═══ Data shown ═══

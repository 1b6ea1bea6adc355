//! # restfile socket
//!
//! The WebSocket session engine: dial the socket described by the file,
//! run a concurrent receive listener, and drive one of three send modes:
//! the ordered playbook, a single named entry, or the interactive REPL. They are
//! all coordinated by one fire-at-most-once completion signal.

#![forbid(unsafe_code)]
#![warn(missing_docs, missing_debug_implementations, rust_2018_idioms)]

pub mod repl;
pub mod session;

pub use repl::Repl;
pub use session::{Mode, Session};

═══
═══ Data shown ═══

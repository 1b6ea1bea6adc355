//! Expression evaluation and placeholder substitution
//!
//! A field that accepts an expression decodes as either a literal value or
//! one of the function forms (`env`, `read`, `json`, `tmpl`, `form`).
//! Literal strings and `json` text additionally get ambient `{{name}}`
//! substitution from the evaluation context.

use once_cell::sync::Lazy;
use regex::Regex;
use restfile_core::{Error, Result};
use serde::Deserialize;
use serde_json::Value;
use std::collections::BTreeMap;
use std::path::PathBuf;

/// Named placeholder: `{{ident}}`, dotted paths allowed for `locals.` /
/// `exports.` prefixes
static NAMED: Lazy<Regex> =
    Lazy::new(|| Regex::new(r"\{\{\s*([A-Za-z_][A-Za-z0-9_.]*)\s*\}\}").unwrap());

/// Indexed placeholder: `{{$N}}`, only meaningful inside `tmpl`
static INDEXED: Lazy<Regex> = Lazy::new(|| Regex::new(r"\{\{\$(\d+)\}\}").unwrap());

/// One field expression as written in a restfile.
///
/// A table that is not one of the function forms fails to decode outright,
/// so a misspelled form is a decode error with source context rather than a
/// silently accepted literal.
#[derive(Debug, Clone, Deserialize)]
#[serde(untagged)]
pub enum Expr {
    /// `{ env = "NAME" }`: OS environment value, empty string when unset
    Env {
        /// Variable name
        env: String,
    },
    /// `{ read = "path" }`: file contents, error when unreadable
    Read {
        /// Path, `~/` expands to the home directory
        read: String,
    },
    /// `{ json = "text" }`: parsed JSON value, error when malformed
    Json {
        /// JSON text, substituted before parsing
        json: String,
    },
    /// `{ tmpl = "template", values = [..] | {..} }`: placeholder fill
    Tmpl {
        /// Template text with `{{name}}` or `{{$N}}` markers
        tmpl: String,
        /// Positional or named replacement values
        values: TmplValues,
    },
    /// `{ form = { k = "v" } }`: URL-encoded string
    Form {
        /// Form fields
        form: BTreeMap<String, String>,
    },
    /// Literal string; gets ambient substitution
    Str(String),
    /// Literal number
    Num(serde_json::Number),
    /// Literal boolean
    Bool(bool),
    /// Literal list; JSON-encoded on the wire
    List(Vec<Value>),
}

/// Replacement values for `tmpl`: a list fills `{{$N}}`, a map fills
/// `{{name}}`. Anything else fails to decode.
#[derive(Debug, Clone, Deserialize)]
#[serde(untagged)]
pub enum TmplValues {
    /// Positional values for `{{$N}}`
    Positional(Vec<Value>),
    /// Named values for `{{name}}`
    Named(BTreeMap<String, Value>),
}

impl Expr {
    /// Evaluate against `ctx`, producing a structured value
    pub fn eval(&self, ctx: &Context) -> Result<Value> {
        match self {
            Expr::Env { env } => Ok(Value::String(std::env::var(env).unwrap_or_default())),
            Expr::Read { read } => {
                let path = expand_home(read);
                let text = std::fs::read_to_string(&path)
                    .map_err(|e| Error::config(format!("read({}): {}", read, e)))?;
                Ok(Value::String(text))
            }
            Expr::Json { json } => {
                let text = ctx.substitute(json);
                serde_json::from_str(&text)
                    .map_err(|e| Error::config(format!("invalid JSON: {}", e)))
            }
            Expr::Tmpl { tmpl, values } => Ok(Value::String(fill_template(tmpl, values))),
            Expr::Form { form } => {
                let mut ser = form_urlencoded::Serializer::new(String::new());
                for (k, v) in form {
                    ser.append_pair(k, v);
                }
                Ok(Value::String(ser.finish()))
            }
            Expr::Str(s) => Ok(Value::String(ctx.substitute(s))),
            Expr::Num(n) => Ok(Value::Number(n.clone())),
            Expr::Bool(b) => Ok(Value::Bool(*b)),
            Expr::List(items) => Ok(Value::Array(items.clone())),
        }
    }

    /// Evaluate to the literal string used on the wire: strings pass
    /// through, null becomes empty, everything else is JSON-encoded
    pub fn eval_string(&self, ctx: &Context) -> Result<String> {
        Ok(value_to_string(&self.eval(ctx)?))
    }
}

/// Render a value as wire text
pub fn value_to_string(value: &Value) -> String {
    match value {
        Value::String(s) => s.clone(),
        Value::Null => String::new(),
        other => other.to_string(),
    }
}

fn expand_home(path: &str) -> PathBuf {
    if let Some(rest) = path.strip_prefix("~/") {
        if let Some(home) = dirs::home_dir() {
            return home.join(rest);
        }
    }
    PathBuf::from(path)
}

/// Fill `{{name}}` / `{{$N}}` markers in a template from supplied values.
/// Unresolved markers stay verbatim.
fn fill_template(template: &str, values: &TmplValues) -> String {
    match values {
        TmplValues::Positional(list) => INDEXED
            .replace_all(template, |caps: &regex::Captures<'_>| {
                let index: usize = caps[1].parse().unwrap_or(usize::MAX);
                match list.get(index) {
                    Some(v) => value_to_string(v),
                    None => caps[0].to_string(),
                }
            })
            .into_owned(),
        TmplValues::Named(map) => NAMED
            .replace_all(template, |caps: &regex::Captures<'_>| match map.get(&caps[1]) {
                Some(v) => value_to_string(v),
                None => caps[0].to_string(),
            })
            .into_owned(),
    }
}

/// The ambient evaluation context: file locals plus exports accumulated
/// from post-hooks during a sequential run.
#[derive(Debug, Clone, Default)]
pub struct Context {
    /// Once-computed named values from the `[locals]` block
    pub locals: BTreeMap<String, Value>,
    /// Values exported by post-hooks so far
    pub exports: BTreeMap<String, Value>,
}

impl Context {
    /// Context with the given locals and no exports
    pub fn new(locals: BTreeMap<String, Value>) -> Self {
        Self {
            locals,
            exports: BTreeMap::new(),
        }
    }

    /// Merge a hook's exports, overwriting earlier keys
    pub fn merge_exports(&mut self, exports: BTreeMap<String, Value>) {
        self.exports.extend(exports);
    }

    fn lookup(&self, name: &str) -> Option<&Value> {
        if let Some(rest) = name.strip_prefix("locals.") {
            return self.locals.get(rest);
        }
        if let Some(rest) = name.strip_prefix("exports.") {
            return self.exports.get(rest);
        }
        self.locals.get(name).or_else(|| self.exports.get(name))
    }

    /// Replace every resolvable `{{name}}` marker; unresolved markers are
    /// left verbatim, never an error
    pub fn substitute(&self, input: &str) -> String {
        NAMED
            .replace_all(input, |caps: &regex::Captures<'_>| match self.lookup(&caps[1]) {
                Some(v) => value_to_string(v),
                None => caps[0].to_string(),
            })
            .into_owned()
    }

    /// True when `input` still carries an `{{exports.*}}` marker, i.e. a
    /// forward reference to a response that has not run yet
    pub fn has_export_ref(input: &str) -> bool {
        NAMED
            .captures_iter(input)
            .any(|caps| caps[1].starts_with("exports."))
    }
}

═══
═══ Data shown ═══

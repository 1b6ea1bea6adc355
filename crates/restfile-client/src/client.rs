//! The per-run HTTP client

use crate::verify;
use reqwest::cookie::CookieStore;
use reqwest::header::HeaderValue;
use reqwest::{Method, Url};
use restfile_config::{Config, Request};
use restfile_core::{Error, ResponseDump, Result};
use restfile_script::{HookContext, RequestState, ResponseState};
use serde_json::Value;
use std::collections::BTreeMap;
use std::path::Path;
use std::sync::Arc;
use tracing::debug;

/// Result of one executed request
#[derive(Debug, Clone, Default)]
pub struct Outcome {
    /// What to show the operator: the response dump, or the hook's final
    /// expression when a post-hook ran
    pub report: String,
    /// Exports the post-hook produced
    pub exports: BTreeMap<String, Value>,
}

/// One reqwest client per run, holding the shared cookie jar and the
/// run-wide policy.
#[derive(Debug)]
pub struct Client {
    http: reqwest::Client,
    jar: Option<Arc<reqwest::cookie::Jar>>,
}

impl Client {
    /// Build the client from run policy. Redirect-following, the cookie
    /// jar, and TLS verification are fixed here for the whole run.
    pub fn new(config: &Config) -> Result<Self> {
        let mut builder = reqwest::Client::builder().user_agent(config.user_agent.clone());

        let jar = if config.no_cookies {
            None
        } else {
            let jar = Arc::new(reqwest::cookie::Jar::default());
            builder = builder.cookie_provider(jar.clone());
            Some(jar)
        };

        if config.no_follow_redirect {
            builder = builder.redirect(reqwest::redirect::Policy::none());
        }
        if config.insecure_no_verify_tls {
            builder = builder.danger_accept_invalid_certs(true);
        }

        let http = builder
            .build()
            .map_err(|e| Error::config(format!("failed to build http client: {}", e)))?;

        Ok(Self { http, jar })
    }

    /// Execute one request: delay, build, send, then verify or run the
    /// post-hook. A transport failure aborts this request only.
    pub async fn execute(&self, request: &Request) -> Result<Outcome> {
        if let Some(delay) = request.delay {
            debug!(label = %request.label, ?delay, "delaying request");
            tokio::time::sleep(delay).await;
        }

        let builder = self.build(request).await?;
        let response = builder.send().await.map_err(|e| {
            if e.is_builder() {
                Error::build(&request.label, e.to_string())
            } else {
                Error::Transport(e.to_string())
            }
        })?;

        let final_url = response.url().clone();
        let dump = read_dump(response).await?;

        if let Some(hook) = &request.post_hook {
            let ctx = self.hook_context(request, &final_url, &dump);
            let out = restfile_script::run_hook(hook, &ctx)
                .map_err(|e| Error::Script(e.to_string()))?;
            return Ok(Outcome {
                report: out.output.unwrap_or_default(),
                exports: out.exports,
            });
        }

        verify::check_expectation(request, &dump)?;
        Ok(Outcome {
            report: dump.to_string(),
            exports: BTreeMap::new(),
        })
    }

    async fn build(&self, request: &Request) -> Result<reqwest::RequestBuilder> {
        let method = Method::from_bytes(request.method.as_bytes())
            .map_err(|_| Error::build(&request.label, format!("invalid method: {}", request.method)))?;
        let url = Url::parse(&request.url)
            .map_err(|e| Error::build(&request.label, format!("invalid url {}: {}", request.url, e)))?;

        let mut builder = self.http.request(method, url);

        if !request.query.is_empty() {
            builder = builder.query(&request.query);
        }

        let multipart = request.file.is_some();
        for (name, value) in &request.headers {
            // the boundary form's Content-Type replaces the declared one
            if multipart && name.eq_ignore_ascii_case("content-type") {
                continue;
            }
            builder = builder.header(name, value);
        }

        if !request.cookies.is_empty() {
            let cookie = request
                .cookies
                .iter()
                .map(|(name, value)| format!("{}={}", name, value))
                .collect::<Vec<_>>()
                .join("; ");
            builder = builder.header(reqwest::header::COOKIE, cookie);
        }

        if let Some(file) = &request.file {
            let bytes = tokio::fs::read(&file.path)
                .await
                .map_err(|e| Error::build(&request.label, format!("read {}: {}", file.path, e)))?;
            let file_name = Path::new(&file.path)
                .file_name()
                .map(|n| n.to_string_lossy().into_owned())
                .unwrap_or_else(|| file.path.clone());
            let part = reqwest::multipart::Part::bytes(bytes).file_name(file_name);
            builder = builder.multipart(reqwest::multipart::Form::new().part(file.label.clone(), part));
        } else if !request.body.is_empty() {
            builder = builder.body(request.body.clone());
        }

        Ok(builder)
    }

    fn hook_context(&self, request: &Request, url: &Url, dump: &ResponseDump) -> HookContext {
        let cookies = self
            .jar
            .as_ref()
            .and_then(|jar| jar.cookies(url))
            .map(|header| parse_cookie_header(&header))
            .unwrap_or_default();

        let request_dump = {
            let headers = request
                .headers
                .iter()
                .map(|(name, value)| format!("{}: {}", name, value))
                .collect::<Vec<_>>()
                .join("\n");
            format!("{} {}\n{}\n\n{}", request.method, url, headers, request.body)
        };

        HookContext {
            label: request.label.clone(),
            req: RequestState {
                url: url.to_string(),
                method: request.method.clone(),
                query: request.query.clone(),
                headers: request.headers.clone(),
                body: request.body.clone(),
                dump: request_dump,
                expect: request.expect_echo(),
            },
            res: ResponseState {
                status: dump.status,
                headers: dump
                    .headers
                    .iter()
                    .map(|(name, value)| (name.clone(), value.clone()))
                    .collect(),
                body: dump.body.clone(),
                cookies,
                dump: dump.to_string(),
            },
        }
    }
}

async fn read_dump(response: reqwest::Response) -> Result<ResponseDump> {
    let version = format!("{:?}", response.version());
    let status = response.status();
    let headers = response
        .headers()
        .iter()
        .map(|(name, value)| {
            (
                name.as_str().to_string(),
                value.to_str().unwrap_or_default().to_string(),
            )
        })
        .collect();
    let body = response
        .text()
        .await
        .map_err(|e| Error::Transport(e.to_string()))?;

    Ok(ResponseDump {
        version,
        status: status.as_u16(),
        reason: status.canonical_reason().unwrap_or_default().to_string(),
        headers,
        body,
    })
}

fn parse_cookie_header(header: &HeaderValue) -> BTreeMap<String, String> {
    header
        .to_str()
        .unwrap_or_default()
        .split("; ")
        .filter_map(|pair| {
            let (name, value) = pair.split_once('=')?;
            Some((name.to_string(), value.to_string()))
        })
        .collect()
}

═══

▶ [The task]: All lines above that contain the word "Positional" are to be copied.

▶ [Result of the task]:
        /// Positional or named replacement values
    /// Positional values for `{{$N}}`
    Positional(Vec<Value>),
        TmplValues::Positional(list) => INDEXED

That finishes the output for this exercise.